On the clinical side, Dr. Jenny Sauk, an assistant clinical professor in the division and director of clinical affairs for the UCLA Center for Inflammatory Bowel Diseases, is working with Dr. Jacobs and Dr. David Padua to develop biobanking protocols that will facilitate studies of the microbiome and genetic signatures of the UCLA IBD patient population.
Meanwhile, Dr. Iliopoulos and researchers at the UCLA Center for Systems Biomedicine are leaders in applying the systems approach to IBD, which they are using to dramatically expedite the pace of IBD drug discovery. Current IBD therapies — the most effective of which are tumor necrosis factor (TNF)-alpha inhibitors — take aim at the inflammatory process, but Dr. Iliopoulos notes that after a certain period of time, 30-40 percent of patients no longer respond to the therapy. “There is a great need for new drugs,” he says. The multidisciplinary team of experts at the Center for Systems Biomedicine employs innovative robotic and computational tools in an effort to identify key pathogenic processes and hasten the drug discovery process for IBD, as well as other multifactorial diseases. Drawing from large numbers of patient tissue samples, the center uses what Dr. Iliopoulos describes as an “unbiased strategy” to learn about the most important factors in the disease process, as opposed to the traditional hypothesis-driven method. Using this approach, he and his team have identified novel molecular mechanisms and developed new IBD drugs targeting the human epigenome.

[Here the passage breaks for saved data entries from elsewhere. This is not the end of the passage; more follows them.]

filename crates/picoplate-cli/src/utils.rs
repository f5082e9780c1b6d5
pub mod parser;
pub mod progress;
use std::io;
use thiserror::Error;

/// Errors raised while building plate matrices and standard tables.
///
/// Every variant is fatal for the current conversion: a plate that fails to parse
/// cannot be partially trusted, so nothing is exported.
#[derive(Debug, Error)]
pub enum PlateError {
    #[error("I/O error: {0}")]
    Io(#[from] io::Error),

    #[error("Format error{}: {kind}", on_line(line))]
    Format {
        line: Option<usize>,
        kind: FormatErrorKind,
    },

    #[error(
        "Plate shape mismatch: expected {}x{} wells, found {}x{}",
        expected.0, expected.1, found.0, found.1
    )]
    Shape {
        expected: (usize, usize),
        found: (usize, usize),
    },

    #[error("Well '{well}'{} lies outside the 384-well plate (rows a-p, columns 1-24)", on_line(line))]
    MissingWell { well: String, line: Option<usize> },

    #[error("Invalid quadrant '{0}'. Expected one of a1, a2, b1, b2 (or top-left, top-right, bottom-left, bottom-right)")]
    InvalidQuadrant(String),
}

#[derive(Debug, Error, PartialEq)]
pub enum FormatErrorKind {
    #[error("field {column} is not a number (value: '{value}')")]
    InvalidNumber { column: usize, value: String },

    #[error("expected {expected} data rows of 24 tab-separated reads, found {found}")]
    RowCount { expected: usize, found: usize },

    #[error("invalid well ID '{0}' (expected a row letter followed by a column number, e.g. 'b7')")]
    InvalidWellId(String),

    #[error("missing concentration for well '{well}'")]
    MissingConcentration { well: String },

    #[error("invalid concentration for well '{well}' (value: '{value}')")]
    InvalidConcentration { well: String, value: String },
}

fn on_line(line: &Option<usize>) -> String {
    line.map(|l| format!(" on line {}", l)).unwrap_or_default()
}

impl PlateError {
    pub(crate) fn format(line: usize, kind: FormatErrorKind) -> Self {
        PlateError::Format {
            line: Some(line),
            kind,
        }
    }
}
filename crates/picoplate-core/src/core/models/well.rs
use std::fmt;
use std::ops::RangeInclusive;
use std::str::FromStr;
use thiserror::Error;

/// Row letters of a 384-well plate, top to bottom.
///
/// A 96-well plate uses the first eight of them (`a` to `h`).
pub const ROW_ALPHABET: [char; 16] = [
    'a', 'b', 'c', 'd', 'e', 'f', 'g', 'h', 'i', 'j', 'k', 'l', 'm', 'n', 'o', 'p',
];

/// The two physical plate formats handled by the converter.
#[derive(Debug, Clone, Copy, PartialEq, Eq, Hash)]
pub enum PlateLayout {
    /// 8 rows (`a`-`h`) by 12 columns.
    Plate96,
    /// 16 rows (`a`-`p`) by 24 columns.
    Plate384,
}

impl PlateLayout {
    pub const fn rows(&self) -> usize {
        match self {
            PlateLayout::Plate96 => 8,
            PlateLayout::Plate384 => 16,
        }
    }

    pub const fn columns(&self) -> usize {
        match self {
            PlateLayout::Plate96 => 12,
            PlateLayout::Plate384 => 24,
        }
    }

    pub const fn well_count(&self) -> usize {
        self.rows() * self.columns()
    }

    /// Row letters used by this layout, top to bottom.
    pub fn row_labels(&self) -> &'static [char] {
        &ROW_ALPHABET[..self.rows()]
    }

    /// 1-based column numbers used by this layout.
    pub fn column_labels(&self) -> RangeInclusive<u16> {
        1..=self.columns() as u16
    }

    pub fn contains(&self, well: &WellCoordinate) -> bool {
        (well.row as usize) < self.rows()
            && well.column >= 1
            && (well.column as usize) <= self.columns()
    }
}

impl fmt::Display for PlateLayout {
    fn fmt(&self, f: &mut fmt::Formatter<'_>) -> fmt::Result {
        write!(f, "{}-well", self.well_count())
    }
}

#[derive(Debug, Error, PartialEq, Eq)]
pub enum ParseWellError {
    #[error("well ID is empty")]
    Empty,
    #[error("well ID must start with a row letter, found '{0}'")]
    InvalidRow(char),
    #[error("well ID has an invalid column number '{0}'")]
    InvalidColumn(String),
}

/// A single well addressed by row letter and column number, e.g. `b7`.
///
/// The row is stored as a 0-based offset from `a` and the column is 1-based, matching
/// how plate readers label their wells. A coordinate is not tied to a layout; use
/// [`PlateLayout::contains`] to check that it exists on a given plate. Parsing accepts
/// either letter case and normalizes to lowercase.
#[derive(Debug, Clone, Copy, PartialEq, Eq, Hash, PartialOrd, Ord)]
pub struct WellCoordinate {
    row: u8,
    column: u16,
}

impl WellCoordinate {
    pub const fn new(row: u8, column: u16) -> Self {
        Self { row, column }
    }

    /// Builds a coordinate from a row letter (either case) and a 1-based column.
    ///
    /// Returns `None` if `letter` is not an ASCII letter.
    pub fn from_letter(letter: char, column: u16) -> Option<Self> {
        if !letter.is_ascii_alphabetic() {
            return None;
        }
        let row = letter.to_ascii_lowercase() as u8 - b'a';
        Some(Self { row, column })
    }

    /// 0-based row offset from `a`.
    pub const fn row(&self) -> u8 {
        self.row
    }

    /// 1-based column number.
    pub const fn column(&self) -> u16 {
        self.column
    }

    pub fn row_letter(&self) -> char {
        (b'a' + self.row) as char
    }

    /// 0-based (row, column) position of this well in a dense matrix.
    pub fn matrix_index(&self) -> Option<(usize, usize)> {
        let column = (self.column as usize).checked_sub(1)?;
        Some((self.row as usize, column))
    }
}

impl fmt::Display for WellCoordinate {
    fn fmt(&self, f: &mut fmt::Formatter<'_>) -> fmt::Result {
        write!(f, "{}{}", self.row_letter(), self.column)
    }
}

impl FromStr for WellCoordinate {
    type Err = ParseWellError;

    fn from_str(s: &str) -> Result<Self, Self::Err> {
        let s = s.trim();
        let mut chars = s.chars();
        let letter = chars.next().ok_or(ParseWellError::Empty)?;
        if !letter.is_ascii_alphabetic() {
            return Err(ParseWellError::InvalidRow(letter));
        }

        let column_str = chars.as_str();
        if column_str.is_empty() || !column_str.bytes().all(|b| b.is_ascii_digit()) {
            return Err(ParseWellError::InvalidColumn(column_str.to_string()));
        }
        // All digits: a failed parse can only be overflow, which is still off any plate.
        let column: u16 = column_str.parse().unwrap_or(u16::MAX);

        WellCoordinate::from_letter(letter, column).ok_or(ParseWellError::InvalidRow(letter))
    }
}
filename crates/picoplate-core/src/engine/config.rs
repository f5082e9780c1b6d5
use crate::core::io::sheet::{SheetNameError, validate_sheet_name};
use crate::core::models::quadrant::Quadrant;
use std::collections::BTreeMap;
use std::path::PathBuf;
use thiserror::Error;

#[derive(Debug, Error, PartialEq, Eq, Clone)]
pub enum ConfigError {
    #[error("Missing required parameter: {0}")]
    MissingParameter(&'static str),
    #[error("Invalid sheet name '{name}' for the {quadrant} plate: {source}")]
    InvalidSheetName {
        quadrant: Quadrant,
        name: String,
        source: SheetNameError,
    },
    #[error("Sheet name '{name}' is used for both the {first} and {second} plates")]
    DuplicateSheetName {
        name: String,
        first: Quadrant,
        second: Quadrant,
    },
}

/// One 96-well plate to export: the quadrant it comes from and the sheet it is written to.
#[derive(Debug, Clone, PartialEq, Eq)]
pub struct SubPlateTarget {
    pub quadrant: Quadrant,
    pub sheet_name: String,
}

/// The sub-plates requested for a run, in export order (a1, b1, a2, b2).
#[derive(Debug, Clone, Default, PartialEq, Eq)]
pub struct SubPlateSelection {
    targets: Vec<SubPlateTarget>,
}

impl SubPlateSelection {
    /// Validates and orders a quadrant to sheet-name mapping.
    ///
    /// # Errors
    ///
    /// Returns [`ConfigError::InvalidSheetName`] or [`ConfigError::DuplicateSheetName`].
    pub fn new(names: BTreeMap<Quadrant, String>) -> Result<Self, ConfigError> {
        let mut targets: Vec<SubPlateTarget> = Vec::with_capacity(names.len());
        for (quadrant, name) in names {
            validate_sheet_name(&name).map_err(|source| ConfigError::InvalidSheetName {
                quadrant,
                name: name.clone(),
                source,
            })?;
            if let Some(existing) = targets
                .iter()
                .find(|t| t.sheet_name.eq_ignore_ascii_case(&name))
            {
                return Err(ConfigError::DuplicateSheetName {
                    name,
                    first: existing.quadrant,
                    second: quadrant,
                });
            }
            targets.push(SubPlateTarget {
                quadrant,
                sheet_name: name,
            });
        }
        Ok(Self { targets })
    }

    pub fn targets(&self) -> &[SubPlateTarget] {
        &self.targets
    }

    pub fn len(&self) -> usize {
        self.targets.len()
    }

    pub fn is_empty(&self) -> bool {
        self.targets.is_empty()
    }

    pub fn sheet_name(&self, quadrant: Quadrant) -> Option<&str> {
        self.targets
            .iter()
            .find(|t| t.quadrant == quadrant)
            .map(|t| t.sheet_name.as_str())
    }
}

#[derive(Debug, Clone, PartialEq)]
pub struct ConversionConfig {
    pub reads_path: PathBuf,
    pub standards_path: PathBuf,
    pub sub_plates: SubPlateSelection,
}

#[derive(Default)]
pub struct ConversionConfigBuilder {
    reads_path: Option<PathBuf>,
    standards_path: Option<PathBuf>,
    sub_plates: BTreeMap<Quadrant, String>,
}

impl ConversionConfigBuilder {
    pub fn new() -> Self {
        Self::default()
    }

    pub fn reads_path(mut self, path: PathBuf) -> Self {
        self.reads_path = Some(path);
        self
    }

    pub fn standards_path(mut self, path: PathBuf) -> Self {
        self.standards_path = Some(path);
        self
    }

    /// Requests the plate of `quadrant`, written to a sheet called `name`.
    ///
    /// Requesting the same quadrant again replaces its sheet name.
    pub fn sub_plate(mut self, quadrant: Quadrant, name: impl Into<String>) -> Self {
        self.sub_plates.insert(quadrant, name.into());
        self
    }

    pub fn build(self) -> Result<ConversionConfig, ConfigError> {
        Ok(ConversionConfig {
            reads_path: self
                .reads_path
                .ok_or(ConfigError::MissingParameter("reads_path"))?,
            standards_path: self
                .standards_path
                .ok_or(ConfigError::MissingParameter("standards_path"))?,
            sub_plates: SubPlateSelection::new(self.sub_plates)?,
        })
    }
}
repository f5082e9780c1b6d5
use picoplate::engine::config::ConversionConfig;
use std::path::PathBuf;

/// Everything the `convert` command needs once CLI arguments, `--set` overrides and the
/// config file have been merged.
#[derive(Debug, Clone, PartialEq)]
pub struct AppConfig {
    pub output_dir: PathBuf,
    pub core_config: ConversionConfig,
}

One such discovery was an epigenetic factor called microRNA (miR) — a small RNA molecule capable of simultaneously regulating the function of multiple genes — that appears to play a central role in the initiation and progression of ulcerative colitis. Dr. Iliopoulos and his colleagues recently received a five-year, $1.7 million grant from the NIH to characterize this molecular mechanism in IBD pathogenesis, and to evaluate the therapeutic potential of a new drug for IBD patients targeting this process. “Early experimental evidence has shown us that this drug is very effective in suppressing colitis in animal models, without any toxicity,” Dr. Iliopoulos says. “Because miR-24 is found in high levels in patients with inflammatory bowel diseases and in very low levels in healthy patients, we are hopeful that blocking this molecule will have great therapeutic value.”